» **Work to be completed**: The data below should be repeated exactly and in full.

_ _ _ _ _ _ _

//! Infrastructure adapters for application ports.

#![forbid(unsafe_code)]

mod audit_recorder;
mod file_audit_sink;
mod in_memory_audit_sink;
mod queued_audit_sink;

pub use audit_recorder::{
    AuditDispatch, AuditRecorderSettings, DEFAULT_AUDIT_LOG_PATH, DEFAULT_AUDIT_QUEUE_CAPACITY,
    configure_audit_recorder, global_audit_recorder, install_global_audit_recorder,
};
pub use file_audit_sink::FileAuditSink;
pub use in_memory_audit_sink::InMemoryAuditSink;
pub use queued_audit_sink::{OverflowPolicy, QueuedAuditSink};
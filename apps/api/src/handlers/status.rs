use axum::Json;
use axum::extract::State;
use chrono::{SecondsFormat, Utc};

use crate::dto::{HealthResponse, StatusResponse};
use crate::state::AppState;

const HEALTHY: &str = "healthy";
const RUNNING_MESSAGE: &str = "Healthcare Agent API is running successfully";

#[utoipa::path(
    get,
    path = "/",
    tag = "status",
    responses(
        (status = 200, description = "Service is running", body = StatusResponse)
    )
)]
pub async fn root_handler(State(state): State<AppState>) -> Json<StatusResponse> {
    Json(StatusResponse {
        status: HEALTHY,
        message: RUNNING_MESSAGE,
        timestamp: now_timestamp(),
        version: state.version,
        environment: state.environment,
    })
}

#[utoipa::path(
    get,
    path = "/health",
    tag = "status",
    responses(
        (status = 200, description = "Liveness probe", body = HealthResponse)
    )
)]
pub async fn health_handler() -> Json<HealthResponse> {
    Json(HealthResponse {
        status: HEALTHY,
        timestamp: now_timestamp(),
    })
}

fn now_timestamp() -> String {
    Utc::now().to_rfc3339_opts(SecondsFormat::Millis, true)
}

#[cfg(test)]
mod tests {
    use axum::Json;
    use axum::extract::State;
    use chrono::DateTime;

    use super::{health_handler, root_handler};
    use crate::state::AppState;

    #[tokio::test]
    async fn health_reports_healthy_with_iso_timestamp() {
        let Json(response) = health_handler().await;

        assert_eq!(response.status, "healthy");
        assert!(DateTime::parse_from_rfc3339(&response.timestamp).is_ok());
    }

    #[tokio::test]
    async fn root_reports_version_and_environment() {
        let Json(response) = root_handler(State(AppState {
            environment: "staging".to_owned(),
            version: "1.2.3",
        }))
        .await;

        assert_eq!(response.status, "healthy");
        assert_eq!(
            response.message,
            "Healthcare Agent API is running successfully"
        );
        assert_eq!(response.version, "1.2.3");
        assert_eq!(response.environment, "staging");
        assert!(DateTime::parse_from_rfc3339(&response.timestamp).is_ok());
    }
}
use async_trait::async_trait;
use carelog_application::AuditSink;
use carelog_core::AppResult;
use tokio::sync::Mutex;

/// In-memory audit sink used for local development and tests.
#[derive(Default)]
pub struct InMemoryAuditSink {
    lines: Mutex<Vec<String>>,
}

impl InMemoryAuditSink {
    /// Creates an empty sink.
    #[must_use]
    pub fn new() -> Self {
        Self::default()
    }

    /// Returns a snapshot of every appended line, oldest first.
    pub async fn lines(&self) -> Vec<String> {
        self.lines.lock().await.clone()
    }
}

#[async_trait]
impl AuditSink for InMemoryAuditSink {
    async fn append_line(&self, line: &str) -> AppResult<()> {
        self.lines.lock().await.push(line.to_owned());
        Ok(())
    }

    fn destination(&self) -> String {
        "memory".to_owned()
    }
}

_ _ _ _ _ _ _

» **Task output**:
//! Infrastructure adapters for application ports.

#![forbid(unsafe_code)]

mod audit_recorder;
mod file_audit_sink;
mod in_memory_audit_sink;
mod queued_audit_sink;

pub use audit_recorder::{
    AuditDispatch, AuditRecorderSettings, DEFAULT_AUDIT_LOG_PATH, DEFAULT_AUDIT_QUEUE_CAPACITY,
    configure_audit_recorder, global_audit_recorder, install_global_audit_recorder,
};
pub use file_audit_sink::FileAuditSink;
pub use in_memory_audit_sink::InMemoryAuditSink;
pub use queued_audit_sink::{OverflowPolicy, QueuedAuditSink};
filename apps/api/src/handlers/status.rs
use axum::Json;
use axum::extract::State;
use chrono::{SecondsFormat, Utc};

use crate::dto::{HealthResponse, StatusResponse};
use crate::state::AppState;

const HEALTHY: &str = "healthy";
const RUNNING_MESSAGE: &str = "Healthcare Agent API is running successfully";

#[utoipa::path(
    get,
    path = "/",
    tag = "status",
    responses(
        (status = 200, description = "Service is running", body = StatusResponse)
    )
)]
pub async fn root_handler(State(state): State<AppState>) -> Json<StatusResponse> {
    Json(StatusResponse {
        status: HEALTHY,
        message: RUNNING_MESSAGE,
        timestamp: now_timestamp(),
        version: state.version,
        environment: state.environment,
    })
}

#[utoipa::path(
    get,
    path = "/health",
    tag = "status",
    responses(
        (status = 200, description = "Liveness probe", body = HealthResponse)
    )
)]
pub async fn health_handler() -> Json<HealthResponse> {
    Json(HealthResponse {
        status: HEALTHY,
        timestamp: now_timestamp(),
    })
}

fn now_timestamp() -> String {
    Utc::now().to_rfc3339_opts(SecondsFormat::Millis, true)
}

#[cfg(test)]
mod tests {
    use axum::Json;
    use axum::extract::State;
    use chrono::DateTime;

    use super::{health_handler, root_handler};
    use crate::state::AppState;

    #[tokio::test]
    async fn health_reports_healthy_with_iso_timestamp() {
        let Json(response) = health_handler().await;

        assert_eq!(response.status, "healthy");
        assert!(DateTime::parse_from_rfc3339(&response.timestamp).is_ok());
    }

    #[tokio::test]
    async fn root_reports_version_and_environment() {
        let Json(response) = root_handler(State(AppState {
            environment: "staging".to_owned(),
            version: "1.2.3",
        }))
        .await;

        assert_eq!(response.status, "healthy");
        assert_eq!(
            response.message,
            "Healthcare Agent API is running successfully"
        );
        assert_eq!(response.version, "1.2.3");
        assert_eq!(response.environment, "staging");
        assert!(DateTime::parse_from_rfc3339(&response.timestamp).is_ok());
    }
}
use async_trait::async_trait;
use carelog_application::AuditSink;
use carelog_core::AppResult;
use tokio::sync::Mutex;

/// In-memory audit sink used for local development and tests.
#[derive(Default)]
pub struct InMemoryAuditSink {
    lines: Mutex<Vec<String>>,
}

impl InMemoryAuditSink {
    /// Creates an empty sink.
    #[must_use]
    pub fn new() -> Self {
        Self::default()
    }

    /// Returns a snapshot of every appended line, oldest first.
    pub async fn lines(&self) -> Vec<String> {
        self.lines.lock().await.clone()
    }
}

#[async_trait]
impl AuditSink for InMemoryAuditSink {
    async fn append_line(&self, line: &str) -> AppResult<()> {
        self.lines.lock().await.push(line.to_owned());
        Ok(())
    }

    fn destination(&self) -> String {
        "memory".to_owned()
    }
}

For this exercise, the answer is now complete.